◆ What is needed
Quote, with no changes, the lines that run from the top of the material to the line with "points; the edge", both included.
+-------+
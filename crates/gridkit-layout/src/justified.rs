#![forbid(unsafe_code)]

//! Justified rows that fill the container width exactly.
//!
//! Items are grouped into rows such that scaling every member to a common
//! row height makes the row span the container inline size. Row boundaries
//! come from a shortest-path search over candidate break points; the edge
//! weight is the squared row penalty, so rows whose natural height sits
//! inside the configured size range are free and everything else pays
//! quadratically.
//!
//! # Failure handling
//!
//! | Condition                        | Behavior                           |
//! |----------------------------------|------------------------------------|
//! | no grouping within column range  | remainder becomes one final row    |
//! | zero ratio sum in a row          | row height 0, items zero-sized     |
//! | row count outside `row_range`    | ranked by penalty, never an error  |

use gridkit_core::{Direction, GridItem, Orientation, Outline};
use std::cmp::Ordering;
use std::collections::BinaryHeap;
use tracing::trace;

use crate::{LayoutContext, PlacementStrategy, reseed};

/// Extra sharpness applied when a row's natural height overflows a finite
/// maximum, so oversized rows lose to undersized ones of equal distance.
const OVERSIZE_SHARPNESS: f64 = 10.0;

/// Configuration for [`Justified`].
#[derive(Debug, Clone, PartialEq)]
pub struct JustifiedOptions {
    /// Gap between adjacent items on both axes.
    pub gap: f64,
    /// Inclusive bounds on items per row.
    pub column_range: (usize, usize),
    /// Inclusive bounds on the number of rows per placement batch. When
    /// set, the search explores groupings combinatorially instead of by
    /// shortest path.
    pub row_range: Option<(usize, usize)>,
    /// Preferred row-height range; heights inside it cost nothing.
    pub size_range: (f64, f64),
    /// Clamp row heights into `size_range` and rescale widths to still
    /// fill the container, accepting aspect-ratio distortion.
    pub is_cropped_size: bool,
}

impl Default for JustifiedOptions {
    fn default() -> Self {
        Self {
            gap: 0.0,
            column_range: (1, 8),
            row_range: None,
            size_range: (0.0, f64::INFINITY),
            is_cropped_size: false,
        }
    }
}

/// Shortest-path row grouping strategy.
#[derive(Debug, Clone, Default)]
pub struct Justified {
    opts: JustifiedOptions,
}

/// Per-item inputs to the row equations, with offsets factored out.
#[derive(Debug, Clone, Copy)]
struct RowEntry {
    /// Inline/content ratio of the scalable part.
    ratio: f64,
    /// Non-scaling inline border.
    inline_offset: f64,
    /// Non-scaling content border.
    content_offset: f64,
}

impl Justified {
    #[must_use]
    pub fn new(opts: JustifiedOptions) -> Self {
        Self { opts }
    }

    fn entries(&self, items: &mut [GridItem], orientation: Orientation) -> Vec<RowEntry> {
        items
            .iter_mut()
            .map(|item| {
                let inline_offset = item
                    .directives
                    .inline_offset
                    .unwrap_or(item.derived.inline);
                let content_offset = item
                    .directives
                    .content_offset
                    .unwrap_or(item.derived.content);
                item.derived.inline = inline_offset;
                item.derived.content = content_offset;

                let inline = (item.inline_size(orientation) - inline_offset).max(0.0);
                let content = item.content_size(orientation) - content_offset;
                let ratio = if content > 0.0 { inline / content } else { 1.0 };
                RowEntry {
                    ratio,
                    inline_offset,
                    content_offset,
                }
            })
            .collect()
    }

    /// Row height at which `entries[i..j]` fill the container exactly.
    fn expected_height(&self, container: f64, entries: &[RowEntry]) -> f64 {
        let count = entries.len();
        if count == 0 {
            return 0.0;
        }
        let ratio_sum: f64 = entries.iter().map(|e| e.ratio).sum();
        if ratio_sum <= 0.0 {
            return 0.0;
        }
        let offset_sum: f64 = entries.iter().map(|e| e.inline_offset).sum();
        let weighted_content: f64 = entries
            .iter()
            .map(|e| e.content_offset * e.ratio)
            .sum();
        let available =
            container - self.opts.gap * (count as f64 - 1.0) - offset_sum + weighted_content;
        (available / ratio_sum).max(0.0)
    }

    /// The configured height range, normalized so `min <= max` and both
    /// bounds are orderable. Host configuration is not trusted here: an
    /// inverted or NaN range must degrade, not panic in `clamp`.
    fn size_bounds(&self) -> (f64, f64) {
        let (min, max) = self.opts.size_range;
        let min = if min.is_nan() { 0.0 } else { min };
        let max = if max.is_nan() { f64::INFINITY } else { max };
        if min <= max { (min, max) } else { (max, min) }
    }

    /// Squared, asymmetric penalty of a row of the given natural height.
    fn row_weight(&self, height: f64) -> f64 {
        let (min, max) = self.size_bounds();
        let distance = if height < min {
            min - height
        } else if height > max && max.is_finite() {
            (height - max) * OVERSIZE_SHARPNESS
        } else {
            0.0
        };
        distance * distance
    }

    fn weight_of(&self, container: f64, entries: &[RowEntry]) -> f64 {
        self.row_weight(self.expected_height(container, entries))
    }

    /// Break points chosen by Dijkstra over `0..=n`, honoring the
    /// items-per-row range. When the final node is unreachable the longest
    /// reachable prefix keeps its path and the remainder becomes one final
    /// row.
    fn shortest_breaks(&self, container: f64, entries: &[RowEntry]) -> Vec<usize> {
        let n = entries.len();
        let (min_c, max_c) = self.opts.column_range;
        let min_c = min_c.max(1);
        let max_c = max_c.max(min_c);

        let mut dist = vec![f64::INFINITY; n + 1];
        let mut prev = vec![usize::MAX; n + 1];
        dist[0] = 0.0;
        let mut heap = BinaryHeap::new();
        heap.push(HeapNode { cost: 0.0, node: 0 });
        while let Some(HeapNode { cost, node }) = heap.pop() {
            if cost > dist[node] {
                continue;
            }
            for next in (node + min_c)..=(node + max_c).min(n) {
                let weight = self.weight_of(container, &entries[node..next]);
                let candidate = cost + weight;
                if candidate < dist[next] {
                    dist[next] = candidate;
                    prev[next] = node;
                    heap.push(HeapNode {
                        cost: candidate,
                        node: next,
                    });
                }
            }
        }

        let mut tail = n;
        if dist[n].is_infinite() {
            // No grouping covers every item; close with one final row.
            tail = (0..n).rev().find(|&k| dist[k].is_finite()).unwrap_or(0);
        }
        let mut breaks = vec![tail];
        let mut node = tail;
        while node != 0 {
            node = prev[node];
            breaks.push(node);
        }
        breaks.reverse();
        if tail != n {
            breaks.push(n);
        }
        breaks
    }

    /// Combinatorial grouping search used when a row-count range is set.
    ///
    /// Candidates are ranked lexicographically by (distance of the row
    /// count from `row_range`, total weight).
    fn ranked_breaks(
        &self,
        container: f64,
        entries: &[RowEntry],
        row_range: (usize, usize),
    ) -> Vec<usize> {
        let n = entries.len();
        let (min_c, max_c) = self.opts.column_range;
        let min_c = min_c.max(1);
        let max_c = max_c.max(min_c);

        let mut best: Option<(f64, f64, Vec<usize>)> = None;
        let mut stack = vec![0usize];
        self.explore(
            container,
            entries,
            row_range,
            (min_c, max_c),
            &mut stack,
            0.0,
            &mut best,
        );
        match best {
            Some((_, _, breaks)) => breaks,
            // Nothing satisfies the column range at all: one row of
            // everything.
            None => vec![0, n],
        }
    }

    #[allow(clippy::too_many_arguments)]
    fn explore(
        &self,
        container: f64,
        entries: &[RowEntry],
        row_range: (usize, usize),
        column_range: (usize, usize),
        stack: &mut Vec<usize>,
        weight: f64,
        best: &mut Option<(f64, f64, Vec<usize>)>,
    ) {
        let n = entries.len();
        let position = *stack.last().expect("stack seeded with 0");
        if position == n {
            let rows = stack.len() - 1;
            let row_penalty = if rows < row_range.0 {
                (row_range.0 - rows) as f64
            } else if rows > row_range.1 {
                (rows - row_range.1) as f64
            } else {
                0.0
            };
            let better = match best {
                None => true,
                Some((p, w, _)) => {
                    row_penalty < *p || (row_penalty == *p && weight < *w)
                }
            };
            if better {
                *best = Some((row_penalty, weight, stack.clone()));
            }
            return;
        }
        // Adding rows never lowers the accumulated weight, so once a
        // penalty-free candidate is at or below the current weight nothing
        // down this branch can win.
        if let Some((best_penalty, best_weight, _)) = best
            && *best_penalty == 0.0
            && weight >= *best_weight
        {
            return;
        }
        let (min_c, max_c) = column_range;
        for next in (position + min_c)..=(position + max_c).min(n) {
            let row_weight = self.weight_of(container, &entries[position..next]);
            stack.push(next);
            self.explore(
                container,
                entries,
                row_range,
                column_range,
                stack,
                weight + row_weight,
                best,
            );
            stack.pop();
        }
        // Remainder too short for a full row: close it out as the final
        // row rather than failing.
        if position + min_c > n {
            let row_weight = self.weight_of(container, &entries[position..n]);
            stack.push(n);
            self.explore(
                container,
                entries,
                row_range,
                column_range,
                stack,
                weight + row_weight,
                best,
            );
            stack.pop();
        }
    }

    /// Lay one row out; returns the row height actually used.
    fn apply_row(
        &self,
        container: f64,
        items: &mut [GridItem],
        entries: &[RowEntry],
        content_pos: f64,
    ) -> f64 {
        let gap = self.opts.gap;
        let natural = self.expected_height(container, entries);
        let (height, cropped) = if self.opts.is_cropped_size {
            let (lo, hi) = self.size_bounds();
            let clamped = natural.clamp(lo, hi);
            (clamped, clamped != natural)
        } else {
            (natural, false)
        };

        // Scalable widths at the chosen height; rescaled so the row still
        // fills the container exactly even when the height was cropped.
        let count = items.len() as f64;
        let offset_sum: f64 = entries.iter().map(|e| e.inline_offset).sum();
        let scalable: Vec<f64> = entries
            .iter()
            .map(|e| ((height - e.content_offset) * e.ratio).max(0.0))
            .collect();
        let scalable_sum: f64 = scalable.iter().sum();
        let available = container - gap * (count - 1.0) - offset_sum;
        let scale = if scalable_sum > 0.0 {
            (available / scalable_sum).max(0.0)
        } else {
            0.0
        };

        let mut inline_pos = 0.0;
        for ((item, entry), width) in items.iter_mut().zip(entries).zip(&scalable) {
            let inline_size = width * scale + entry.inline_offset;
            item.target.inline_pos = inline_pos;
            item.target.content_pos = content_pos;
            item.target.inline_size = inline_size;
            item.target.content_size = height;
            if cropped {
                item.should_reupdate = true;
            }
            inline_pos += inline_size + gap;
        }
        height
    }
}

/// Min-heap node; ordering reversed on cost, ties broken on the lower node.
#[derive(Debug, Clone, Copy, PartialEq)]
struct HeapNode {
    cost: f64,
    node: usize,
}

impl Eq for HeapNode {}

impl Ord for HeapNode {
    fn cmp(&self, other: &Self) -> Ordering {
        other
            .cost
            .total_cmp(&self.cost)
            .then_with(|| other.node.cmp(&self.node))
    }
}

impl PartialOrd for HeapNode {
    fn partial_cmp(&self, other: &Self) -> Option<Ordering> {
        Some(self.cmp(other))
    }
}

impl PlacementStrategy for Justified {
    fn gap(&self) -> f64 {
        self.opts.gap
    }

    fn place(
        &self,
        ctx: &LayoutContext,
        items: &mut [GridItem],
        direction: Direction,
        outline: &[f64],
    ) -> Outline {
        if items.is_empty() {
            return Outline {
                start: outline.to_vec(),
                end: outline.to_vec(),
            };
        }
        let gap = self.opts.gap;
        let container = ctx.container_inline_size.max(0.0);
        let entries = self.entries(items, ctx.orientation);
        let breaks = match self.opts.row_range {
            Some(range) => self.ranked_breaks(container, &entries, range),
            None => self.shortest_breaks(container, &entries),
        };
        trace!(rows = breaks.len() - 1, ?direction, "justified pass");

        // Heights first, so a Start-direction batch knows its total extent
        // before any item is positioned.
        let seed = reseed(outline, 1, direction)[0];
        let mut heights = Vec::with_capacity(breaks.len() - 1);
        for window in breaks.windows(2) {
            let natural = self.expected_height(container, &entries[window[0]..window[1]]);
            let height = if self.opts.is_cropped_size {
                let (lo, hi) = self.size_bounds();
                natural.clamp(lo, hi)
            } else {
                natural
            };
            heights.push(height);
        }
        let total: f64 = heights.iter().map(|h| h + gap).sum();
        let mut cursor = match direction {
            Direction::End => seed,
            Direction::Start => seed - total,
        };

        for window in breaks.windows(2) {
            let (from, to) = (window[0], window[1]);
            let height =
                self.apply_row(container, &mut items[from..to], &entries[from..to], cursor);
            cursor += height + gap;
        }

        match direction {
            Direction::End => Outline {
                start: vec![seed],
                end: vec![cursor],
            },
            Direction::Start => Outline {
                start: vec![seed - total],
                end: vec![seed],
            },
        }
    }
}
+-------+
◆ Exercise answer
filename crates/gridkit-layout/src/justified.rs
#![forbid(unsafe_code)]

//! Justified rows that fill the container width exactly.
//!
//! Items are grouped into rows such that scaling every member to a common
//! row height makes the row span the container inline size. Row boundaries
//! come from a shortest-path search over candidate break points; the edge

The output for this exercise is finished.